[EXCERPTED RECORDS — start]

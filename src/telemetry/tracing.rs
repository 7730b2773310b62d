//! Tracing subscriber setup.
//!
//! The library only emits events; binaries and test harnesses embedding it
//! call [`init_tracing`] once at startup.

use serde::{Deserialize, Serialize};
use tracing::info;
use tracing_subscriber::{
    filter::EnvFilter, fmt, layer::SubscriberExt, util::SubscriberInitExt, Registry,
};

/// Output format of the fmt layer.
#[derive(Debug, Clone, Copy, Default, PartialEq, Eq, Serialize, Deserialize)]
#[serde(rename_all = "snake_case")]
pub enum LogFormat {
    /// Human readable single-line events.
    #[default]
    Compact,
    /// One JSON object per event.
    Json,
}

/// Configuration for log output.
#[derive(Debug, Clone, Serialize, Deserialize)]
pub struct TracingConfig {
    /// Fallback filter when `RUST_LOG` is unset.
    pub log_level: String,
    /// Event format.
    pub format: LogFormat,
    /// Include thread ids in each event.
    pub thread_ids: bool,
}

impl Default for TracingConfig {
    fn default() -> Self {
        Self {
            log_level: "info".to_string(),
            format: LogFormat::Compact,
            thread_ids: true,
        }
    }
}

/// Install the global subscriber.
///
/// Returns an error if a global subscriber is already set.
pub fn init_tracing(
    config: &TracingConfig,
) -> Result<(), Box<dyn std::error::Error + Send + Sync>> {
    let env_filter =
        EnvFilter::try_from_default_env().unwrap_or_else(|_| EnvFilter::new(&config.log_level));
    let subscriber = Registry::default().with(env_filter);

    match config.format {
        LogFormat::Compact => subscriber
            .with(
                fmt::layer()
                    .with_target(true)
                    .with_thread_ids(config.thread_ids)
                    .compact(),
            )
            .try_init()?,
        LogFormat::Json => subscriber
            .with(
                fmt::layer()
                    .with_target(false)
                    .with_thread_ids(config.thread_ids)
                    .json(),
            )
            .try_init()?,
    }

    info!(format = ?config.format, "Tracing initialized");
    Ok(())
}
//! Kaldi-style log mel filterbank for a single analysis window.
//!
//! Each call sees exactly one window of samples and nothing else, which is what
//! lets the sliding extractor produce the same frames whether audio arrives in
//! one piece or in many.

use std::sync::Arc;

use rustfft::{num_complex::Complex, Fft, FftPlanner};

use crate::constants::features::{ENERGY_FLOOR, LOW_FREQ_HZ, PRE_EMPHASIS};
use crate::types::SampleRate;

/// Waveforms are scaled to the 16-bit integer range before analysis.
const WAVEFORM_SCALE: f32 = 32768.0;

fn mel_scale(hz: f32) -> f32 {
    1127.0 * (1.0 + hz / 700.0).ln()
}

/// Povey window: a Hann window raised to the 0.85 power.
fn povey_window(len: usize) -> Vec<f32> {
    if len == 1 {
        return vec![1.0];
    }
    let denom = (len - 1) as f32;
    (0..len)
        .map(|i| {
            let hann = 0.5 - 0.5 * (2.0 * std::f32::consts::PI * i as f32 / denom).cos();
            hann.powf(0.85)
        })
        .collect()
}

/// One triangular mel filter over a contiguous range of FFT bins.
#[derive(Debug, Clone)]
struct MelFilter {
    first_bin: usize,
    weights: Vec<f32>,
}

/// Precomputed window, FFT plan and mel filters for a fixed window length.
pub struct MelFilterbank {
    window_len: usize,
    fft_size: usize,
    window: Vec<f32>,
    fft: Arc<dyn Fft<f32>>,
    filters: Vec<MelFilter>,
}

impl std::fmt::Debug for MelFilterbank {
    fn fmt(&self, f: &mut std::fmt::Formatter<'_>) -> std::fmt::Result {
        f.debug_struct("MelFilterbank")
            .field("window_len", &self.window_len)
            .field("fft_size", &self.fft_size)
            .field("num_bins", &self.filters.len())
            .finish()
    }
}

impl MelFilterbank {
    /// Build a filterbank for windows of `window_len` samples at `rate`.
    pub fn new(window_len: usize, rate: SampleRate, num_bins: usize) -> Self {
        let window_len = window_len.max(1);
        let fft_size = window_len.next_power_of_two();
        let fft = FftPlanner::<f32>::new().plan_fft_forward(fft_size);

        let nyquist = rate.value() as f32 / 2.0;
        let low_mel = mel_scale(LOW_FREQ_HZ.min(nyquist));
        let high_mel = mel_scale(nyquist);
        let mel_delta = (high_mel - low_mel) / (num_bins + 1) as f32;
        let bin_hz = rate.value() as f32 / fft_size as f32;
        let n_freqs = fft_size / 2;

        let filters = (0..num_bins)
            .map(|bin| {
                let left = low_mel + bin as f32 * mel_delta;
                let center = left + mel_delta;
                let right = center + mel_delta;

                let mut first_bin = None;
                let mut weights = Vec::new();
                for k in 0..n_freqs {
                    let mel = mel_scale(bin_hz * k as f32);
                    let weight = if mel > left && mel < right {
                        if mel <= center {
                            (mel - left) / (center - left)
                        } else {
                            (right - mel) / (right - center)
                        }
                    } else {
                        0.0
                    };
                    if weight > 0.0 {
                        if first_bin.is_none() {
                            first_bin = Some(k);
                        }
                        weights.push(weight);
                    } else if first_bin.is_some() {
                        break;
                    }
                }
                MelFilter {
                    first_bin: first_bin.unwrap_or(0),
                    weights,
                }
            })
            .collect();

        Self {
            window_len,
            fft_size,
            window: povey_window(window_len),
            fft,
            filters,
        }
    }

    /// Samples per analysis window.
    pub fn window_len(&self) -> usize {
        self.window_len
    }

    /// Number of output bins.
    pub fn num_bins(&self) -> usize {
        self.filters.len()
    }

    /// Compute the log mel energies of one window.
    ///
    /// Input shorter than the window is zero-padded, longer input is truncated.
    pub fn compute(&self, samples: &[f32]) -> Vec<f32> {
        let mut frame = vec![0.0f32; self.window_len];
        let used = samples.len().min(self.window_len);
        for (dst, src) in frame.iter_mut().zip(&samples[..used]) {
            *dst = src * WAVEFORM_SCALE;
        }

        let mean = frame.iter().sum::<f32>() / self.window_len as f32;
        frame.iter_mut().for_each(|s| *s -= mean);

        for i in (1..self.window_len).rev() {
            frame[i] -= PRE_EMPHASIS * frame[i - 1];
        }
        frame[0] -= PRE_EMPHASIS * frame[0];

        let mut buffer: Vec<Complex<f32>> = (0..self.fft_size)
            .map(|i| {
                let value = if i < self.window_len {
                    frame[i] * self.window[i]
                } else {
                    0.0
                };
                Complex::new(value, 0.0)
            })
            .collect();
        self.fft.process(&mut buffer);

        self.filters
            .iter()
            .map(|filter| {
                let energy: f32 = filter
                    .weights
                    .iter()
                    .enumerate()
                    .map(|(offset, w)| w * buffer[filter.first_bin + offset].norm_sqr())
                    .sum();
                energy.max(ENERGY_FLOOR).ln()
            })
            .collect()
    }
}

[EXCERPTED RECORDS — finish]
[EXCERPTED RECORDS — start]

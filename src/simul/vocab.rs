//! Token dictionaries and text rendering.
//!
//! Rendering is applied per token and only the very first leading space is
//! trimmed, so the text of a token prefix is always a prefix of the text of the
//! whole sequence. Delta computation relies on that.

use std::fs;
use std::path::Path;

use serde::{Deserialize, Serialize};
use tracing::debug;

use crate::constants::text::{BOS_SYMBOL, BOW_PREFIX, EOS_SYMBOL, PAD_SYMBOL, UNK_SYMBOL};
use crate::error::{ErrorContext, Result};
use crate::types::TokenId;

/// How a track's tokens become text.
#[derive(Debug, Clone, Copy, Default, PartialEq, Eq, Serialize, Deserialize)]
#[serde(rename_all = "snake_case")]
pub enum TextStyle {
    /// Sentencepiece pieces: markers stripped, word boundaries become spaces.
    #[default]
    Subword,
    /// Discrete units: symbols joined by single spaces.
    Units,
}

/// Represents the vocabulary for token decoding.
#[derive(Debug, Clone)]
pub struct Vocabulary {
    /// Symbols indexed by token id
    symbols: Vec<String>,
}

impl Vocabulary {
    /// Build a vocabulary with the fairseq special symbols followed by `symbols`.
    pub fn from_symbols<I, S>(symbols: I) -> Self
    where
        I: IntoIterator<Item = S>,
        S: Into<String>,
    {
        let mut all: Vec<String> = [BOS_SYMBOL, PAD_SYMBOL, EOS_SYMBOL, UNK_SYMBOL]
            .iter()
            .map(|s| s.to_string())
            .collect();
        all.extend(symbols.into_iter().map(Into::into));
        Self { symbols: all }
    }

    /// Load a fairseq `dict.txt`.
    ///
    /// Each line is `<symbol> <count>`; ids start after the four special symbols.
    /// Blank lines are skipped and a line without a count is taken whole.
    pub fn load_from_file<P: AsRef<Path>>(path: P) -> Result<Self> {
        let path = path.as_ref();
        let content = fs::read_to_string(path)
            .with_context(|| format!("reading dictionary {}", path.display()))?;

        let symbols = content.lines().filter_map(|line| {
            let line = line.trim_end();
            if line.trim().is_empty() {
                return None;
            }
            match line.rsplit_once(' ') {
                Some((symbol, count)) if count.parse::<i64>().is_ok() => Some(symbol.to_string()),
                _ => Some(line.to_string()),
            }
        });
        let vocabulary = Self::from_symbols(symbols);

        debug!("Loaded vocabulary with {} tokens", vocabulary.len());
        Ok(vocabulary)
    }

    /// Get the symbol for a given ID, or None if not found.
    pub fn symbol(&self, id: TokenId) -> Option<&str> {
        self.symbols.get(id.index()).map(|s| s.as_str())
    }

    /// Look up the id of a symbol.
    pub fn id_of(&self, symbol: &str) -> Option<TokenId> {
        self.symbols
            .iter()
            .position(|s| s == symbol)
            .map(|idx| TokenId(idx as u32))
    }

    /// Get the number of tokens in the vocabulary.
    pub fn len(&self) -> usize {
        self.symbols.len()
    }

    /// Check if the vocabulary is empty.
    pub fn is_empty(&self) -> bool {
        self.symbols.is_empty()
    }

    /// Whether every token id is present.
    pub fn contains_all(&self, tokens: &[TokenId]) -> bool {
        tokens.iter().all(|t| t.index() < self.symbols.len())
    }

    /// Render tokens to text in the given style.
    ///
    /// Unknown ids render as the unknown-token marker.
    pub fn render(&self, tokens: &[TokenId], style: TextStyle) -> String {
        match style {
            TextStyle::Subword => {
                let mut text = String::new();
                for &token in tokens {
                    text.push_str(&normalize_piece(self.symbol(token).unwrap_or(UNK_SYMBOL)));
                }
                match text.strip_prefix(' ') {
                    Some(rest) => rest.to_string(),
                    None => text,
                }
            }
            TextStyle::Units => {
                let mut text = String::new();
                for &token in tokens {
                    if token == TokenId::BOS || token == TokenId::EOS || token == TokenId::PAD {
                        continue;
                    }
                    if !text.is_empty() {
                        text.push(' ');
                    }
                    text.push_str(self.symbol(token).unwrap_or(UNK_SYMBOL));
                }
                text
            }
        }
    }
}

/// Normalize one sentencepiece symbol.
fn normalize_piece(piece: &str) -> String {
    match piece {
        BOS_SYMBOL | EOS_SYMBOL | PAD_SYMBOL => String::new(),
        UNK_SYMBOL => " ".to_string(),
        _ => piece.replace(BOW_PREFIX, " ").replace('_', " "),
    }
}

[EXCERPTED RECORDS — finish]
[EXCERPTED RECORDS — start]

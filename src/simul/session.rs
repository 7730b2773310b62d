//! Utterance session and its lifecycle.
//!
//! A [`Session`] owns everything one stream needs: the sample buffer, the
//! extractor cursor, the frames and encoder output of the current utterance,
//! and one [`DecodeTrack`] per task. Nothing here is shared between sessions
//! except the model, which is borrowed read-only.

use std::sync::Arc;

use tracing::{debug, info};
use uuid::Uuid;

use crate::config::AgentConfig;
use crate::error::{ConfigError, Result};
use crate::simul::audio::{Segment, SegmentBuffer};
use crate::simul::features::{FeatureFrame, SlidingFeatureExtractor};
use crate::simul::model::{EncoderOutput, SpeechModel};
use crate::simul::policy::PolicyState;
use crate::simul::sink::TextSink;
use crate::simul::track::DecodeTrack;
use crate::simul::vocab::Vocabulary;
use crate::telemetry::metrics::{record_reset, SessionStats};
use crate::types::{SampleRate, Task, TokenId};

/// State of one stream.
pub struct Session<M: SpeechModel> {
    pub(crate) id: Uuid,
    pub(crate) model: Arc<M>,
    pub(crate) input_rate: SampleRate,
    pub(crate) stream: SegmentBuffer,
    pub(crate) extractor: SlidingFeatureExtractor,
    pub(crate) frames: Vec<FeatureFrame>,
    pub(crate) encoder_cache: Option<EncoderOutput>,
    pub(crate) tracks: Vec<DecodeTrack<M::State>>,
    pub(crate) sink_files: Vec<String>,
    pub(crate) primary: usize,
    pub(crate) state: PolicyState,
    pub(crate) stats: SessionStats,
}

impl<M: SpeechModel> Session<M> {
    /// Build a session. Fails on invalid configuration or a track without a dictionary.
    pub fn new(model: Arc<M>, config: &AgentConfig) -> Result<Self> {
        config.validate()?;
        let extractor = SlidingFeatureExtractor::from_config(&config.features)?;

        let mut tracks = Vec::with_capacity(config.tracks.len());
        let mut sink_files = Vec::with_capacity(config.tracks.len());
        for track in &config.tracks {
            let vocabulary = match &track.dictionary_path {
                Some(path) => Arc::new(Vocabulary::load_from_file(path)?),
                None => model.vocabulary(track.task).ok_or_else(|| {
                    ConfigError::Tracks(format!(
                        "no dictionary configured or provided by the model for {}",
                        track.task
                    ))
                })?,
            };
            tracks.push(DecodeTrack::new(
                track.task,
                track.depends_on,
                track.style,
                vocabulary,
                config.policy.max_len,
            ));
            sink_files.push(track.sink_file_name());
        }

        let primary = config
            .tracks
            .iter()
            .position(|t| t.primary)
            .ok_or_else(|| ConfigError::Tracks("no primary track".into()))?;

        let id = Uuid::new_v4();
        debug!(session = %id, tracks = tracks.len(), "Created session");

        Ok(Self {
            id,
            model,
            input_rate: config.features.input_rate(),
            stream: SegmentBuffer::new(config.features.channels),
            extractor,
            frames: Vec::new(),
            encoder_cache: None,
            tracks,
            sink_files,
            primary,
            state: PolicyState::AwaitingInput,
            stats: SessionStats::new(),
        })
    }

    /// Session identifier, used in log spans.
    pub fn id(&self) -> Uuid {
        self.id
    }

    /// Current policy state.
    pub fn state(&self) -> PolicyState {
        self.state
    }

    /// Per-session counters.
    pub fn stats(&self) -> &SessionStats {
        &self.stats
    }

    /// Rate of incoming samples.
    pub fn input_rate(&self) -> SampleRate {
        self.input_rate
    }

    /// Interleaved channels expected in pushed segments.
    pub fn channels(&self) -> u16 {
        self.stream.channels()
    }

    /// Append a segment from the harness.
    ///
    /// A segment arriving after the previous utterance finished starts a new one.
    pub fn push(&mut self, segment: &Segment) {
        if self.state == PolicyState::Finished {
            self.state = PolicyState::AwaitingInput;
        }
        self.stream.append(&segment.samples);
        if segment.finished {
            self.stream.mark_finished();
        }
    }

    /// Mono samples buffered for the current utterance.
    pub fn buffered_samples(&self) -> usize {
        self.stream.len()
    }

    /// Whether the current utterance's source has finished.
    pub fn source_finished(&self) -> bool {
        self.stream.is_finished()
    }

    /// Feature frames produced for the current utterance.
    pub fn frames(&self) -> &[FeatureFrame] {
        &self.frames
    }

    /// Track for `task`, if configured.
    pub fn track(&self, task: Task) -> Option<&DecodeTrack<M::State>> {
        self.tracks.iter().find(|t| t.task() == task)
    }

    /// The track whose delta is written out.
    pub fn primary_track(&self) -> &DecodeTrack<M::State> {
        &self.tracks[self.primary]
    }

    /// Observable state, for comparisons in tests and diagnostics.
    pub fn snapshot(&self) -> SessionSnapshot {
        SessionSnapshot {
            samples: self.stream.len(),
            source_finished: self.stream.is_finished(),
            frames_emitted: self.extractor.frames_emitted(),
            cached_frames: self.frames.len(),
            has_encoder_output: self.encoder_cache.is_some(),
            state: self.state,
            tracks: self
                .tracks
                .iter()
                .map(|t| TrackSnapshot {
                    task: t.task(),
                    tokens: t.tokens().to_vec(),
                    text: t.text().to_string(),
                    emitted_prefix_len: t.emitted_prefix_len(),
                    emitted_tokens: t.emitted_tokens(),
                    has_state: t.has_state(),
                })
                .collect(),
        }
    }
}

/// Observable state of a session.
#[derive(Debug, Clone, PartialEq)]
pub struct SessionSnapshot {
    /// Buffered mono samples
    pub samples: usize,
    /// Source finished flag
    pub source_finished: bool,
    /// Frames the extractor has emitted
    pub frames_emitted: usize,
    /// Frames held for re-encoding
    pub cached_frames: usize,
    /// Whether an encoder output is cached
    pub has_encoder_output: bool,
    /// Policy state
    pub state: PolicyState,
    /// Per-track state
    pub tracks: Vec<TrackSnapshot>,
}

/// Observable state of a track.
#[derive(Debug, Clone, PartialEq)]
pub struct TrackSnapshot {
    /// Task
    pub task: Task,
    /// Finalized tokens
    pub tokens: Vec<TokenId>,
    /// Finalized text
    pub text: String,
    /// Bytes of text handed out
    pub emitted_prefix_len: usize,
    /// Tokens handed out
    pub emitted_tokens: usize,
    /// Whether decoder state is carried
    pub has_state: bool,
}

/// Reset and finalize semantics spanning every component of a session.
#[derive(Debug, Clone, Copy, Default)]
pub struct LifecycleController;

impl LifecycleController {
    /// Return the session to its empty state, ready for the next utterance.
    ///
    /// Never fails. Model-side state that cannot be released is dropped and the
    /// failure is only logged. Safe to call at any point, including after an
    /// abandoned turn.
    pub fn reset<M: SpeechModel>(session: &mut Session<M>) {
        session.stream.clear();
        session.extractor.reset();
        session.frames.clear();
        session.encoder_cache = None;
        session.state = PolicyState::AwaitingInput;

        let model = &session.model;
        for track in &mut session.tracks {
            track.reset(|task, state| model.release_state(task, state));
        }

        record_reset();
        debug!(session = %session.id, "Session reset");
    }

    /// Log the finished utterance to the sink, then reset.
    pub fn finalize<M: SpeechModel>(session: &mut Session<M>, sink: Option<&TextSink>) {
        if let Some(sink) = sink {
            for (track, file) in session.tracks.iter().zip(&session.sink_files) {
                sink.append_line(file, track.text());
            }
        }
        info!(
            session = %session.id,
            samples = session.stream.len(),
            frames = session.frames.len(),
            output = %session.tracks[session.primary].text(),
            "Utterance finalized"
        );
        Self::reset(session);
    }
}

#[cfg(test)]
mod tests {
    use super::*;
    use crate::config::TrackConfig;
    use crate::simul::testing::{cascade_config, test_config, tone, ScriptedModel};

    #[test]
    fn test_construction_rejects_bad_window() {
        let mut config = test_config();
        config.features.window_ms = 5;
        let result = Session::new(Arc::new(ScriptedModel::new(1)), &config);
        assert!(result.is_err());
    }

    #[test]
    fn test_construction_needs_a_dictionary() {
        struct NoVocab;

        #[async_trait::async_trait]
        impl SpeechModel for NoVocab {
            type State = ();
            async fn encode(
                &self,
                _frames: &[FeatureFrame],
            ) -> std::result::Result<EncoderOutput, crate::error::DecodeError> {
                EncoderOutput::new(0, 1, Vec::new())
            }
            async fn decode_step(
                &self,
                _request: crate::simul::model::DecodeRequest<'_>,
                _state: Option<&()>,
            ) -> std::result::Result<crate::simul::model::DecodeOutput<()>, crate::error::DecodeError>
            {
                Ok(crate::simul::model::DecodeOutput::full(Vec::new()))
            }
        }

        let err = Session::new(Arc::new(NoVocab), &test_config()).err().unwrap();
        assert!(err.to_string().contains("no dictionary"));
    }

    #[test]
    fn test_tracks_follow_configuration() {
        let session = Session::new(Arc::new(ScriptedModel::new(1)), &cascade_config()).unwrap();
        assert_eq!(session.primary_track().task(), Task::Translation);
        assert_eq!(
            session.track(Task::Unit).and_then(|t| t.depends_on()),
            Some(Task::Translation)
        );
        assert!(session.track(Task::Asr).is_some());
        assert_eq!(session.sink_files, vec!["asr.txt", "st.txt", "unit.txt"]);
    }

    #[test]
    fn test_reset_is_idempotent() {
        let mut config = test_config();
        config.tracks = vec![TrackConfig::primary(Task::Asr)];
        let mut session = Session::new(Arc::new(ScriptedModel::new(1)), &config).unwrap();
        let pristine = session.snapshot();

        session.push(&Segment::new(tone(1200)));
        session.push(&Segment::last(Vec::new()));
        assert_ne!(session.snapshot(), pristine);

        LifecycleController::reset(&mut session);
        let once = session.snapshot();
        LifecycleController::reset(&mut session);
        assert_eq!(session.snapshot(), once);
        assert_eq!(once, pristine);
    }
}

[EXCERPTED RECORDS — finish]

▶ DESCRIPTION OF THE TASK: In the records above, collect each line with "SlidingFeatureExtractor".

▶ SOLUTION FOR THIS EXERCISE:
use crate::simul::features::{FeatureFrame, SlidingFeatureExtractor};
    pub(crate) extractor: SlidingFeatureExtractor,
        let extractor = SlidingFeatureExtractor::from_config(&config.features)?;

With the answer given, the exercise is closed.